The virus is likely to disrupt production at factories. Manufacturing output is still about 5% below its pre-pandemic level, according to the Fed.
The U.S. Centers for Disease Control and Prevention reported on Tuesday that the number of coronavirus deaths in the United States had risen to 267,302.
Treasury Secretary Steve Mnuchin and House of Representatives Speaker Nancy Pelosi were due to speak on Tuesday about both COVID-19 relief and government funding. The two have not spoken since talks on coronavirus relief broke down before the Nov. 3 election.
Other Biden picks for his economic team include Cecilia Rouse, an economist at Princeton University, as chair of the Council of Economic Advisers; economists Heather Boushey and Jared Bernstein as council members; and Neera Tanden, chief executive of the Center for American Progress think tank, as head of the Office of Management and Budget.
Rouse would be the first Black woman to lead the Council of Economic Advisers, which advises the president on economic policy; Tanden would be the first woman of color to run the OMB; and Yellen would be the first female Treasury secretary.
All three would require Senate confirmation. Several Republicans, who currently hold a narrow majority in the chamber, have expressed opposition to Tanden, a veteran Washington figure who has detractors both on the right and the left. Control of the Senate will be decided in a pair of runoff elections in Georgia on Jan. 5.
The transition to a Biden administration has proceeded despite Republican President Donald Trump’s false claims that he lost the election as a result of voter fraud.
Arizona and Wisconsin, two battleground states where Trump has pursued fruitless efforts to overturn the results, each certified Biden’s victory on Monday. The certification of vote totals is typically a formality, but the process took on added significance due to Trump’s allegations.

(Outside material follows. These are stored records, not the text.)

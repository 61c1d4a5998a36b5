//! Row type for the advertising dataset.

use chrono::NaiveDate;
use serde::{Deserialize, Serialize};

/// One row of the advertising dataset.
///
/// Well-formed data satisfies `impressions >= clicks >= 0` and non-negative
/// `cost`/`revenue`, but nothing enforces this: a zero denominator flows
/// through the KPI formulas under IEEE-754 semantics (`clicks = 0` makes
/// CPC infinite rather than aborting the run).
///
/// Numeric columns are `f64` so that downstream sums and ratios need no
/// casting; counts in the source data are whole numbers.
#[derive(Debug, Clone, PartialEq, Serialize, Deserialize)]
pub struct AdRecord {
    /// Calendar date of the row (ISO `YYYY-MM-DD` in the source file).
    pub date: NaiveDate,
    /// Advertising platform (channel) name.
    pub platform: String,
    /// Ad impressions served.
    pub impressions: f64,
    /// Clicks received.
    pub clicks: f64,
    /// Spend in account currency.
    pub cost: f64,
    /// Attributed conversions.
    pub conversions: f64,
    /// Attributed revenue in account currency.
    pub revenue: f64,
}

#[cfg(test)]
mod tests {
    use super::*;

    #[test]
    fn deserializes_from_named_fields() {
        let json = r#"{
            "date": "2024-03-04",
            "platform": "google",
            "impressions": 1200.0,
            "clicks": 48.0,
            "cost": 36.5,
            "conversions": 5.0,
            "revenue": 120.0
        }"#;
        let record: AdRecord = serde_json::from_str(json).unwrap();
        assert_eq!(record.platform, "google");
        assert_eq!(record.date, NaiveDate::from_ymd_opt(2024, 3, 4).unwrap());
        assert_eq!(record.clicks, 48.0);
    }
}
//! Error types for metric derivation and aggregation.

use thiserror::Error;

/// Result type for metric operations.
pub type Result<T> = std::result::Result<T, MetricsError>;

/// Errors that can occur while deriving or aggregating metrics.
#[derive(Debug, Error)]
pub enum MetricsError {
    /// Polars error raised during frame construction or group-by.
    #[error("Polars error: {0}")]
    Polars(#[from] polars::prelude::PolarsError),

    /// An aggregate frame came back without an expected column or dtype.
    #[error("malformed aggregate frame: {0}")]
    MalformedFrame(String),
}
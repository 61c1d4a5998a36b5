//! AdLens: cross-platform advertising KPI analytics and ROMI modeling.
//!
//! The workspace splits the pipeline across four library crates:
//! [`adlens_data`] (loading), [`adlens_metrics`] (KPI derivation and
//! aggregation), [`adlens_model`] (regression) and [`adlens_output`]
//! (charts, tables, summaries). This umbrella crate wires them into the
//! two analysis runs exposed by the CLI.

#![forbid(unsafe_code)]

pub mod pipeline;

pub use adlens_data as data;
pub use adlens_metrics as metrics;
pub use adlens_model as model;
pub use adlens_output as output;
pub use pipeline::{AdvancedOutcome, AnalysisOutcome, PipelineConfig, PipelineError, run_advanced, run_analysis};

/// Version information.
pub const VERSION: &str = env!("CARGO_PKG_VERSION");

#[cfg(test)]
mod tests {
    use super::*;

    #[test]
    fn test_version() {
        assert!(!VERSION.is_empty());
    }
}
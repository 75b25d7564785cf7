//! Property-based tests for the command family.
//!
//! Each command must agree with the native operator it wraps, and every
//! failure must carry a real, ordered span over its operands.

#![allow(clippy::unwrap_used, reason = "Tests use unwrap for brevity")]

use attest::{
    assert_equal, assert_greater, assert_greater_or_equal, assert_length, assert_less,
    assert_less_or_equal, assert_not_equal, assert_str_contains,
};
use proptest::prelude::*;

/// Floats including the values where native comparison is surprising.
fn float_strategy() -> impl Strategy<Value = f64> {
    prop_oneof![
        Just(f64::NAN),
        Just(0.0),
        Just(-0.0),
        Just(f64::INFINITY),
        any::<f64>(),
    ]
}

proptest! {
    #![proptest_config(ProptestConfig {
        cases: 256,
        ..ProptestConfig::default()
    })]

    /// Exactly one of equal / not equal passes.
    #[test]
    fn prop_equal_not_equal_complement(a in -50i64..50, b in -50i64..50) {
        let equal = assert_equal!(a, b).is_ok();
        let not_equal = assert_not_equal!(a, b).is_ok();
        prop_assert!(equal != not_equal);
        prop_assert_eq!(equal, a == b);
    }

    /// The complement also holds for floats, NaN included.
    #[test]
    fn prop_float_equal_complement(a in float_strategy(), b in float_strategy()) {
        let equal = assert_equal!(a, b).is_ok();
        let not_equal = assert_not_equal!(a, b).is_ok();
        prop_assert!(equal != not_equal);
    }

    /// Ordering commands agree with the native operators.
    #[test]
    fn prop_ordering_matches_operators(a in float_strategy(), b in float_strategy()) {
        prop_assert_eq!(assert_less!(a, b).is_ok(), a < b);
        prop_assert_eq!(assert_less_or_equal!(a, b).is_ok(), a <= b);
        prop_assert_eq!(assert_greater!(a, b).is_ok(), a > b);
        prop_assert_eq!(assert_greater_or_equal!(a, b).is_ok(), a >= b);
    }

    /// Length passes iff the element count matches.
    #[test]
    fn prop_length_matches_len(items in prop::collection::vec(any::<u8>(), 0..20), n in 0usize..20) {
        prop_assert_eq!(assert_length!(items, n).is_ok(), items.len() == n);
    }

    /// Containment agrees with `str::contains`, and every string contains
    /// its own substrings.
    #[test]
    fn prop_str_contains_matches_contains(
        haystack in "[a-c]{0,12}",
        needle in "[a-c]{0,3}",
        cut in 0usize..12,
    ) {
        prop_assert_eq!(
            assert_str_contains!(haystack, needle).is_ok(),
            haystack.contains(needle.as_str())
        );

        let start = cut.min(haystack.len());
        let own = &haystack[start..];
        prop_assert!(assert_str_contains!(haystack, own).is_ok());
    }

    /// Every raised label spans real text of the invocation, start <= end.
    #[test]
    fn prop_failure_spans_are_ordered(a in any::<i32>(), b in any::<i32>()) {
        let results = [
            assert_equal!(a, b),
            assert_not_equal!(a, b),
            assert_less!(a, b),
            assert_greater_or_equal!(a, b),
        ];
        for result in results {
            if let Err(err) = result {
                let diag = err.diagnostic();
                prop_assert!(diag.label.start() <= diag.label.end());
                prop_assert_eq!(diag.snippet(), Some("a, b"));
            }
        }
    }
}
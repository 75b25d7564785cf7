//! Byte ranges into an invocation's text.
//!
//! A [`Span`] is half-open and always indexes the text of one [`Origin`]
//! (the reconstructed `command!(operands)` call), never a whole file.
//!
//! [`Origin`]: crate::Origin

use std::fmt;
use std::ops::Range;

/// Half-open byte range `start..end` into an invocation's text.
///
/// Layout: 8 bytes, two `u32` offsets. Every constructor keeps
/// `start <= end`.
#[derive(Copy, Clone, Eq, PartialEq, Hash, Default)]
#[cfg_attr(feature = "serde", derive(serde::Serialize, serde::Deserialize))]
#[repr(C)]
pub struct Span {
    pub start: u32,
    pub end: u32,
}

impl Span {
    /// Span between two offsets, in either order.
    #[inline]
    pub const fn new(a: u32, b: u32) -> Self {
        if b < a {
            Span { start: b, end: a }
        } else {
            Span { start: a, end: b }
        }
    }

    /// Span of a `usize` range; offsets past `u32::MAX` clamp to it.
    pub fn saturating_from_range(range: Range<usize>) -> Self {
        let clamp = |offset: usize| u32::try_from(offset).unwrap_or(u32::MAX);
        Span::new(clamp(range.start), clamp(range.end))
    }

    /// Zero-width span at `offset`, e.g. an empty argument list.
    #[inline]
    pub const fn point(offset: u32) -> Span {
        Span {
            start: offset,
            end: offset,
        }
    }

    #[inline]
    pub const fn is_empty(&self) -> bool {
        self.start == self.end
    }

    /// Smallest span covering both; used to join a left and right operand.
    #[inline]
    #[must_use]
    pub fn merge(self, other: Span) -> Span {
        Span::new(self.start.min(other.start), self.end.max(other.end))
    }

    /// As a `usize` range for slicing the invocation text.
    #[inline]
    pub fn to_range(&self) -> Range<usize> {
        self.start as usize..self.end as usize
    }
}

// Rendered as `start..end` in fallback diagnostics and operand dumps.
impl fmt::Debug for Span {
    fn fmt(&self, f: &mut fmt::Formatter<'_>) -> fmt::Result {
        write!(f, "{}..{}", self.start, self.end)
    }
}

mod size_asserts {
    use super::Span;
    crate::static_assert_size!(Span, 8);
}
//! The raise channel of every assertion command.
//!
//! "Raising" a diagnostic is returning `Err(AssertError)`; propagating it
//! with `?` is what unwinds to the caller's caller.

use std::fmt;

use attest_diagnostic::Diagnostic;
use thiserror::Error;

/// Result of an assertion command.
pub type AssertResult = Result<(), AssertError>;

/// A raised diagnostic.
///
/// Skips travel through the same channel as failures but are a separate
/// variant, so runners never need to inspect message text to tell them
/// apart.
#[derive(Clone, PartialEq, Eq, Error)]
pub enum AssertError {
    /// The checked predicate was false.
    #[error("{0}")]
    Failed(Box<Diagnostic>),
    /// The case asked to be excluded from pass/fail accounting.
    #[error("{0}")]
    Skipped(Box<Diagnostic>),
}

impl AssertError {
    /// The carried diagnostic.
    pub fn diagnostic(&self) -> &Diagnostic {
        match self {
            AssertError::Failed(diag) | AssertError::Skipped(diag) => diag,
        }
    }

    /// Consume the error and return its diagnostic.
    pub fn into_diagnostic(self) -> Diagnostic {
        match self {
            AssertError::Failed(diag) | AssertError::Skipped(diag) => *diag,
        }
    }

    /// Check if this is the skip signal.
    pub fn is_skip(&self) -> bool {
        matches!(self, AssertError::Skipped(_))
    }

    /// Check if this is a genuine assertion failure.
    pub fn is_failure(&self) -> bool {
        matches!(self, AssertError::Failed(_))
    }
}

impl From<Diagnostic> for AssertError {
    /// Route a diagnostic into the variant matching its severity.
    fn from(diagnostic: Diagnostic) -> Self {
        if diagnostic.is_skip() {
            AssertError::Skipped(Box::new(diagnostic))
        } else {
            AssertError::Failed(Box::new(diagnostic))
        }
    }
}

// `#[test] fn ... -> AssertResult` prints the error with `Debug`; show the
// rendered diagnostic instead of the nested struct dump.
impl fmt::Debug for AssertError {
    fn fmt(&self, f: &mut fmt::Formatter<'_>) -> fmt::Result {
        write!(f, "{}", self.diagnostic())
    }
}
//! Command macros.
//!
//! Each command captures its call site and the source text of its operands
//! at expansion time, evaluates every operand exactly once, and hands
//! spanned operands to [`Assert`](crate::Assert). Every macro evaluates to
//! an [`AssertResult`](crate::AssertResult), so failures propagate with `?`.
//!
//! An optional trailing message follows the `format!` convention of
//! `std::assert_eq!` and, like the label, is only formatted on failure.

/// Capture the invoking call site and one span per operand.
#[doc(hidden)]
#[macro_export]
macro_rules! __attest_capture {
    ($command:literal, [$($operand:expr),* $(,)?]) => {
        $crate::Origin::capture(
            ::core::file!(),
            ::core::line!(),
            ::core::column!(),
            $command,
            [$(::core::stringify!($operand)),*],
        )
    };
}

/// `None`, or `Some(format_args!(...))` of the trailing message arguments.
///
/// The arguments are formatted only if the assertion fails.
#[doc(hidden)]
#[macro_export]
macro_rules! __attest_message {
    () => {
        ::core::option::Option::None
    };
    ($($arg:tt)+) => {
        ::core::option::Option::Some(::core::format_args!($($arg)+))
    };
}

/// Expand one binary command.
#[doc(hidden)]
#[macro_export]
macro_rules! __attest_binary {
    ($method:ident, $command:literal, $left:expr, $right:expr, [$($arg:tt)*]) => {
        match (&$left, &$right) {
            (left, right) => {
                let (origin, [left_span, right_span]) =
                    $crate::__attest_capture!($command, [$left, $right]);
                $crate::Assert::new(origin).$method(
                    $crate::Operand::new(left, left_span),
                    $crate::Operand::new(right, right_span),
                    $crate::__attest_message!($($arg)*),
                )
            }
        }
    };
}

/// Fails iff the condition is false.
///
/// ```
/// use attest::{assert_that, AssertResult};
///
/// fn check() -> AssertResult {
///     assert_that!(3 == 3)?;
///     assert_that!(2 + 2 == 4, label = "arithmetic is broken")?;
///     assert_that!(1 < 2, "ordering of {} and {}", 1, 2)
/// }
///
/// assert!(check().is_ok());
///
/// let err = assert_that!(42 == 3).unwrap_err();
/// assert_eq!(err.diagnostic().message, "Assertion failed.");
/// assert_eq!(err.diagnostic().label.text, "It is not true.");
/// assert_eq!(err.diagnostic().snippet(), Some("42 == 3"));
/// ```
#[macro_export]
macro_rules! assert_that {
    (@expand $cond:expr, $label:expr, $($arg:tt)*) => {{
        let condition: bool = $cond;
        let (origin, [span]) = $crate::__attest_capture!("assert_that", [$cond]);
        $crate::Assert::new(origin).assert(
            $crate::Operand::new(condition, span),
            $crate::__attest_message!($($arg)*),
            ::core::option::Option::map($label, |label| $crate::IntoLabel::into_label(label, span)),
        )
    }};
    ($cond:expr $(,)?) => {
        $crate::assert_that!(@expand $cond, ::core::option::Option::None::<$crate::Label>,)
    };
    ($cond:expr, label = $label:expr $(,)?) => {
        $crate::assert_that!(@expand $cond, ::core::option::Option::Some($label),)
    };
    ($cond:expr, label = $label:expr, $($arg:tt)+) => {
        $crate::assert_that!(@expand $cond, ::core::option::Option::Some($label), $($arg)+)
    };
    ($cond:expr, $($arg:tt)+) => {
        $crate::assert_that!(@expand $cond, ::core::option::Option::None::<$crate::Label>, $($arg)+)
    };
}

/// Passes iff the closure raises: panics, or returns an `Err`.
///
/// A closure whose body is a bare `panic!`, `unreachable!`, `todo!` or
/// `unimplemented!` call is accepted as written. Any other closure that
/// never returns needs an explicit unit return type, `|| -> () { ... }`,
/// since its return type cannot be inferred.
///
/// ```
/// use attest::assert_error;
///
/// let zero = std::hint::black_box(0);
/// assert!(assert_error!(|| 1 / zero).is_ok());
/// assert!(assert_error!(|| "x".parse::<i32>()).is_ok());
/// assert!(assert_error!(|| panic!("boom")).is_ok());
/// assert!(assert_error!(|| -> () { std::panic::panic_any(7_u8) }).is_ok());
///
/// let err = assert_error!(|| 12).unwrap_err();
/// assert_eq!(
///     err.diagnostic().label.text,
///     "There was no error during code execution: || 12"
/// );
/// ```
#[macro_export]
macro_rules! assert_error {
    (@expand [$($source:tt)*] $code:expr, $($arg:tt)*) => {{
        let (origin, [span]) = $crate::Origin::capture(
            ::core::file!(),
            ::core::line!(),
            ::core::column!(),
            "assert_error",
            [::core::stringify!($($source)*)],
        );
        $crate::Assert::new(origin).error(
            $crate::Operand::new($code, span),
            $crate::__attest_message!($($arg)*),
        )
    }};
    (@diverge $mac:ident [$($body:tt)*] $($arg:tt)*) => {
        $crate::assert_error!(
            @expand [|| $mac!($($body)*)]
            || -> () { ::core::$mac!($($body)*) },
            $($arg)*
        )
    };
    (|| panic!($($body:tt)*) $(, $($arg:tt)+)?) => {
        $crate::assert_error!(@diverge panic [$($body)*] $($($arg)+)?)
    };
    (|| unreachable!($($body:tt)*) $(, $($arg:tt)+)?) => {
        $crate::assert_error!(@diverge unreachable [$($body)*] $($($arg)+)?)
    };
    (|| todo!($($body:tt)*) $(, $($arg:tt)+)?) => {
        $crate::assert_error!(@diverge todo [$($body)*] $($($arg)+)?)
    };
    (|| unimplemented!($($body:tt)*) $(, $($arg:tt)+)?) => {
        $crate::assert_error!(@diverge unimplemented [$($body)*] $($($arg)+)?)
    };
    ($code:expr $(,)?) => {
        $crate::assert_error!(@expand [$code] $code,)
    };
    ($code:expr, $($arg:tt)+) => {
        $crate::assert_error!(@expand [$code] $code, $($arg)+)
    };
}

/// Unconditionally raises the skip signal.
///
/// ```
/// use attest::{assert_skip, AssertResult};
///
/// fn needs_network() -> AssertResult {
///     assert_skip!()?;
///     unreachable!()
/// }
///
/// assert!(needs_network().unwrap_err().is_skip());
/// ```
#[macro_export]
macro_rules! assert_skip {
    () => {{
        let (origin, []) = $crate::__attest_capture!("assert_skip", []);
        $crate::Assert::new(origin).skip()
    }};
}

/// Passes iff `left == right`.
///
/// ```
/// use attest::assert_equal;
///
/// assert!(assert_equal!(1 + 1, 2).is_ok());
///
/// let err = assert_equal!(1, 2).unwrap_err();
/// assert_eq!(err.diagnostic().label.text, "They are not equal. Left = 1. Right = 2.");
/// ```
#[macro_export]
macro_rules! assert_equal {
    ($left:expr, $right:expr $(,)?) => {
        $crate::__attest_binary!(equal, "assert_equal", $left, $right, [])
    };
    ($left:expr, $right:expr, $($arg:tt)+) => {
        $crate::__attest_binary!(equal, "assert_equal", $left, $right, [$($arg)+])
    };
}

/// Passes iff `left != right`.
#[macro_export]
macro_rules! assert_not_equal {
    ($left:expr, $right:expr $(,)?) => {
        $crate::__attest_binary!(not_equal, "assert_not_equal", $left, $right, [])
    };
    ($left:expr, $right:expr, $($arg:tt)+) => {
        $crate::__attest_binary!(not_equal, "assert_not_equal", $left, $right, [$($arg)+])
    };
}

/// Passes iff `left <= right`.
#[macro_export]
macro_rules! assert_less_or_equal {
    ($left:expr, $right:expr $(,)?) => {
        $crate::__attest_binary!(less_or_equal, "assert_less_or_equal", $left, $right, [])
    };
    ($left:expr, $right:expr, $($arg:tt)+) => {
        $crate::__attest_binary!(less_or_equal, "assert_less_or_equal", $left, $right, [$($arg)+])
    };
}

/// Passes iff `left < right`.
#[macro_export]
macro_rules! assert_less {
    ($left:expr, $right:expr $(,)?) => {
        $crate::__attest_binary!(less, "assert_less", $left, $right, [])
    };
    ($left:expr, $right:expr, $($arg:tt)+) => {
        $crate::__attest_binary!(less, "assert_less", $left, $right, [$($arg)+])
    };
}

/// Passes iff `left > right`.
#[macro_export]
macro_rules! assert_greater {
    ($left:expr, $right:expr $(,)?) => {
        $crate::__attest_binary!(greater, "assert_greater", $left, $right, [])
    };
    ($left:expr, $right:expr, $($arg:tt)+) => {
        $crate::__attest_binary!(greater, "assert_greater", $left, $right, [$($arg)+])
    };
}

/// Passes iff `left >= right`.
#[macro_export]
macro_rules! assert_greater_or_equal {
    ($left:expr, $right:expr $(,)?) => {
        $crate::__attest_binary!(greater_or_equal, "assert_greater_or_equal", $left, $right, [])
    };
    ($left:expr, $right:expr, $($arg:tt)+) => {
        $crate::__attest_binary!(
            greater_or_equal,
            "assert_greater_or_equal",
            $left,
            $right,
            [$($arg)+]
        )
    };
}

/// Passes iff `left` has exactly `right` elements.
///
/// `left` must implement [`HasLength`](crate::HasLength) and `right` must
/// be a `usize`; nothing is coerced.
///
/// ```
/// use attest::assert_length;
///
/// assert!(assert_length!(Vec::<u8>::new(), 0).is_ok());
///
/// let err = assert_length!([1], 0).unwrap_err();
/// assert_eq!(err.diagnostic().label.text, "Length of [1] is 1, not 0");
/// ```
#[macro_export]
macro_rules! assert_length {
    ($left:expr, $right:expr $(,)?) => {
        $crate::__attest_binary!(length, "assert_length", $left, $right, [])
    };
    ($left:expr, $right:expr, $($arg:tt)+) => {
        $crate::__attest_binary!(length, "assert_length", $left, $right, [$($arg)+])
    };
}

/// Passes iff `right` occurs in `left` as a contiguous substring.
///
/// ```
/// use attest::assert_str_contains;
///
/// assert!(assert_str_contains!("", "").is_ok());
///
/// let err = assert_str_contains!("abc", "d").unwrap_err();
/// assert_eq!(err.diagnostic().label.text, "'abc' does not contain 'd'.");
/// ```
#[macro_export]
macro_rules! assert_str_contains {
    ($left:expr, $right:expr $(,)?) => {
        $crate::__attest_binary!(str_contains, "assert_str_contains", $left, $right, [])
    };
    ($left:expr, $right:expr, $($arg:tt)+) => {
        $crate::__attest_binary!(str_contains, "assert_str_contains", $left, $right, [$($arg)+])
    };
}

/// Run a custom assertion with spanned operands.
///
/// `check` is called as `check(&Assert, Operand<&A>, Operand<&B>, ...)` and
/// reports failure through [`Assert::assert`](crate::Assert::assert) with its
/// own label.
///
/// ```
/// use attest::{assert_custom, Assert, AssertResult, Label, Operand, Spanned};
///
/// fn is_even(assert: &Assert, n: Operand<&i32>) -> AssertResult {
///     let label = Label::new(format!("{} is odd", n.value), n.span());
///     assert.assert(Operand::new(n.value % 2 == 0, n.span()), None, Some(label))
/// }
///
/// assert!(assert_custom!(is_even, 4).is_ok());
///
/// let err = assert_custom!(is_even, 3).unwrap_err();
/// assert_eq!(err.diagnostic().label.text, "3 is odd");
/// assert_eq!(err.diagnostic().snippet(), Some("3"));
/// ```
#[macro_export]
macro_rules! assert_custom {
    ($check:path $(, $operand:expr)* $(,)?) => {{
        let (origin, spans) = $crate::Origin::capture(
            ::core::file!(),
            ::core::line!(),
            ::core::column!(),
            "assert_custom",
            [::core::stringify!($check) $(, ::core::stringify!($operand))*],
        );
        // The first span covers the check's own path.
        let mut spans = ::core::iter::IntoIterator::into_iter(spans).skip(1);
        let assert = $crate::Assert::new(origin);
        $check(
            &assert,
            $($crate::Operand::new(
                &$operand,
                ::core::option::Option::unwrap_or_default(::core::iter::Iterator::next(&mut spans)),
            ),)*
        )
    }};
}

The Trump campaign asked the Wisconsin Supreme Court on Tuesday to determine if 221,000 absentee ballots that allegedly lacked information should be excluded from the vote totals. Biden won the state by about 20,000 votes.
Trump has pursued a series of legal challenges in numerous states, although none has thus far resulted in any meaningful gains for the president. Most of the lawsuits have been rejected by judges, who have expressed skepticism about the claim that the election results are illegitimate.